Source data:

*** Block opens ***

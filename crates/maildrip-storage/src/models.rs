//! Campaign data model

use chrono::{DateTime, Utc};
use maildrip_common::types::{CampaignId, Recipient};
use serde::{Deserialize, Serialize};
use uuid::Uuid;

/// Campaign lifecycle status
///
/// One enum across the whole system; the wire and database form is
/// lowercase. Only `scheduled` campaigns pass through the delivery queue.
#[derive(Debug, Clone, Copy, PartialEq, Eq, Serialize, Deserialize)]
#[serde(rename_all = "lowercase")]
pub enum CampaignStatus {
    Draft,
    Scheduled,
    Running,
    Completed,
    Failed,
    Expired,
}

impl CampaignStatus {
    /// Terminal statuses never re-enter the delivery queue
    pub fn is_terminal(&self) -> bool {
        matches!(
            self,
            CampaignStatus::Completed | CampaignStatus::Failed | CampaignStatus::Expired
        )
    }
}

impl std::fmt::Display for CampaignStatus {
    fn fmt(&self, f: &mut std::fmt::Formatter<'_>) -> std::fmt::Result {
        match self {
            CampaignStatus::Draft => write!(f, "draft"),
            CampaignStatus::Scheduled => write!(f, "scheduled"),
            CampaignStatus::Running => write!(f, "running"),
            CampaignStatus::Completed => write!(f, "completed"),
            CampaignStatus::Failed => write!(f, "failed"),
            CampaignStatus::Expired => write!(f, "expired"),
        }
    }
}

impl std::str::FromStr for CampaignStatus {
    type Err = String;

    fn from_str(s: &str) -> Result<Self, Self::Err> {
        match s {
            "draft" => Ok(CampaignStatus::Draft),
            "scheduled" => Ok(CampaignStatus::Scheduled),
            "running" => Ok(CampaignStatus::Running),
            "completed" => Ok(CampaignStatus::Completed),
            "failed" => Ok(CampaignStatus::Failed),
            "expired" => Ok(CampaignStatus::Expired),
            _ => Err(format!("Invalid campaign status: {}", s)),
        }
    }
}

/// Distinct device fingerprint observed through tracking callbacks
#[derive(Debug, Clone, PartialEq, Eq, Serialize, Deserialize)]
pub struct DeviceFingerprint {
    pub device: String,
    pub os: String,
    pub browser: String,
}

impl DeviceFingerprint {
    /// Create a new fingerprint
    pub fn new(
        device: impl Into<String>,
        os: impl Into<String>,
        browser: impl Into<String>,
    ) -> Self {
        Self {
            device: device.into(),
            os: os.into(),
            browser: browser.into(),
        }
    }

    fn matches(&self, other: &DeviceFingerprint) -> bool {
        self.device == other.device && self.os == other.os && self.browser == other.browser
    }
}

/// Engagement counters for a campaign
#[derive(Debug, Clone, Default, PartialEq, Serialize, Deserialize)]
#[serde(rename_all = "camelCase")]
pub struct CampaignStats {
    #[serde(default)]
    pub sent: u32,
    #[serde(default)]
    pub opened: u32,
    #[serde(default)]
    pub clicked: u32,
    #[serde(default)]
    pub converted: u32,
    #[serde(default)]
    pub device_info: Vec<DeviceFingerprint>,
}

impl CampaignStats {
    /// Append-if-absent union keyed by (device, os, browser).
    ///
    /// Returns true when the fingerprint was new. The collection only ever
    /// grows; repeated merges with overlapping data are idempotent.
    pub fn merge_device(&mut self, fingerprint: DeviceFingerprint) -> bool {
        if self.device_info.iter().any(|d| d.matches(&fingerprint)) {
            return false;
        }
        self.device_info.push(fingerprint);
        true
    }

    /// Apply a partial stats update
    pub fn apply(&mut self, patch: StatsPatch) {
        if let Some(sent) = patch.sent {
            self.sent = sent;
        }
        if let Some(opened) = patch.opened {
            self.opened = opened;
        }
        if let Some(clicked) = patch.clicked {
            self.clicked = clicked;
        }
        if let Some(converted) = patch.converted {
            self.converted = converted;
        }
        for fingerprint in patch.device_info {
            self.merge_device(fingerprint);
        }
    }
}

/// Partial stats update applied through the store
#[derive(Debug, Clone, Default, Serialize, Deserialize)]
#[serde(rename_all = "camelCase")]
pub struct StatsPatch {
    pub sent: Option<u32>,
    pub opened: Option<u32>,
    pub clicked: Option<u32>,
    pub converted: Option<u32>,
    #[serde(default)]
    pub device_info: Vec<DeviceFingerprint>,
}

/// Campaign record as persisted by the store
#[derive(Debug, Clone, Serialize, Deserialize)]
#[serde(rename_all = "camelCase")]
pub struct Campaign {
    pub id: CampaignId,
    pub user_id: String,
    pub name: String,
    #[serde(rename = "type")]
    pub campaign_type: String,
    pub subject: String,
    pub body: String,
    pub recipients: Vec<Recipient>,
    pub start_date: Option<DateTime<Utc>>,
    pub end_date: Option<DateTime<Utc>>,
    pub is_recurring: bool,
    pub is_scheduled: bool,
    #[serde(skip_serializing_if = "Option::is_none")]
    pub scheduled_date_time: Option<DateTime<Utc>>,
    pub status: CampaignStatus,
    pub stats: CampaignStats,
    pub tracking_ids: Vec<String>,
    pub created_at: DateTime<Utc>,
    pub updated_at: DateTime<Utc>,
    pub target_audience: String,
    pub user_email: String,
    pub description: Option<String>,
}

impl Campaign {
    /// Build a new campaign record from create input.
    ///
    /// The campaign starts `scheduled` only when both the flag and the
    /// schedule time are present; everything else starts as a draft. A
    /// campaign with `is_scheduled == false` must never carry `scheduled`.
    pub fn new(input: CreateCampaign) -> Self {
        let now = Utc::now();
        let status = if input.is_scheduled && input.scheduled_date_time.is_some() {
            CampaignStatus::Scheduled
        } else {
            CampaignStatus::Draft
        };

        Self {
            id: Uuid::new_v4().to_string(),
            user_id: input.user_id,
            name: input.name,
            campaign_type: input.campaign_type,
            subject: input.subject,
            body: input.body,
            recipients: input.recipients,
            start_date: input.start_date,
            end_date: input.end_date,
            is_recurring: input.is_recurring,
            is_scheduled: input.is_scheduled,
            scheduled_date_time: input.scheduled_date_time,
            status,
            stats: CampaignStats::default(),
            tracking_ids: Vec::new(),
            created_at: now,
            updated_at: now,
            target_audience: input.target_audience,
            user_email: input.user_email,
            description: input.description,
        }
    }

    /// Whether this campaign is eligible for the delivery queue
    pub fn is_queueable(&self) -> bool {
        self.status == CampaignStatus::Scheduled
            && self.is_scheduled
            && self.scheduled_date_time.is_some()
    }
}

/// Create campaign input
#[derive(Debug, Clone, Serialize, Deserialize)]
#[serde(rename_all = "camelCase")]
pub struct CreateCampaign {
    pub user_id: String,
    pub name: String,
    #[serde(rename = "type")]
    pub campaign_type: String,
    pub subject: String,
    pub body: String,
    pub recipients: Vec<Recipient>,
    pub start_date: Option<DateTime<Utc>>,
    pub end_date: Option<DateTime<Utc>>,
    #[serde(default)]
    pub is_recurring: bool,
    #[serde(default)]
    pub is_scheduled: bool,
    pub scheduled_date_time: Option<DateTime<Utc>>,
    #[serde(default)]
    pub target_audience: String,
    pub user_email: String,
    pub description: Option<String>,
}

#[cfg(test)]
mod tests {
    use super::*;
    use pretty_assertions::assert_eq;

    fn create_input(scheduled: bool) -> CreateCampaign {
        CreateCampaign {
            user_id: "u1".into(),
            name: "Spring sale".into(),
            campaign_type: "promo".into(),
            subject: "Hello".into(),
            body: "<p>Hi</p>".into(),
            recipients: vec![Recipient::new("Ada", "ada@example.com")],
            start_date: None,
            end_date: None,
            is_recurring: false,
            is_scheduled: scheduled,
            scheduled_date_time: scheduled.then(Utc::now),
            target_audience: "all".into(),
            user_email: "sender@example.com".into(),
            description: None,
        }
    }

    #[test]
    fn test_status_roundtrip() {
        for status in [
            CampaignStatus::Draft,
            CampaignStatus::Scheduled,
            CampaignStatus::Running,
            CampaignStatus::Completed,
            CampaignStatus::Failed,
            CampaignStatus::Expired,
        ] {
            let parsed: CampaignStatus = status.to_string().parse().unwrap();
            assert_eq!(parsed, status);
        }
        assert!("Scheduled".parse::<CampaignStatus>().is_err());
    }

    #[test]
    fn test_status_terminality() {
        assert!(!CampaignStatus::Scheduled.is_terminal());
        assert!(!CampaignStatus::Running.is_terminal());
        assert!(CampaignStatus::Expired.is_terminal());
        assert!(CampaignStatus::Failed.is_terminal());
        assert!(CampaignStatus::Completed.is_terminal());
    }

    #[test]
    fn test_new_campaign_scheduled_only_with_flag_and_time() {
        let scheduled = Campaign::new(create_input(true));
        assert_eq!(scheduled.status, CampaignStatus::Scheduled);
        assert!(scheduled.is_queueable());

        let draft = Campaign::new(create_input(false));
        assert_eq!(draft.status, CampaignStatus::Draft);
        assert!(!draft.is_queueable());

        let mut input = create_input(true);
        input.scheduled_date_time = None;
        let no_time = Campaign::new(input);
        assert_eq!(no_time.status, CampaignStatus::Draft);
    }

    #[test]
    fn test_merge_device_idempotent() {
        let mut stats = CampaignStats::default();
        let fp = DeviceFingerprint::new("mobile", "iOS", "Safari");

        assert!(stats.merge_device(fp.clone()));
        assert!(!stats.merge_device(fp.clone()));
        assert_eq!(stats.device_info.len(), 1);

        // Differing in any one field makes it a distinct fingerprint
        assert!(stats.merge_device(DeviceFingerprint::new("mobile", "iOS", "Chrome")));
        assert_eq!(stats.device_info.len(), 2);
    }

    #[test]
    fn test_stats_apply_patch() {
        let mut stats = CampaignStats::default();
        stats.apply(StatsPatch {
            sent: Some(5),
            opened: Some(2),
            clicked: None,
            converted: None,
            device_info: vec![
                DeviceFingerprint::new("desktop", "Linux", "Firefox"),
                DeviceFingerprint::new("desktop", "Linux", "Firefox"),
            ],
        });

        assert_eq!(stats.sent, 5);
        assert_eq!(stats.opened, 2);
        assert_eq!(stats.clicked, 0);
        assert_eq!(stats.device_info.len(), 1);
    }

    #[test]
    fn test_campaign_serde_layout() {
        let campaign = Campaign::new(create_input(false));
        let value = serde_json::to_value(&campaign).unwrap();

        assert!(value.get("userId").is_some());
        assert!(value.get("type").is_some());
        assert_eq!(value["status"], "draft");
        assert_eq!(value["stats"]["deviceInfo"], serde_json::json!([]));
        assert!(value.get("trackingIds").is_some());
        // Unset schedule time is omitted entirely
        assert!(value.get("scheduledDateTime").is_none());
    }
}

*** Block closes ***

*Your task*:
Search the entries for the word "CreateCampaign", then copy every line in which it is found.

*Written reply*:
    pub fn new(input: CreateCampaign) -> Self {
pub struct CreateCampaign {
    fn create_input(scheduled: bool) -> CreateCampaign {
        CreateCampaign {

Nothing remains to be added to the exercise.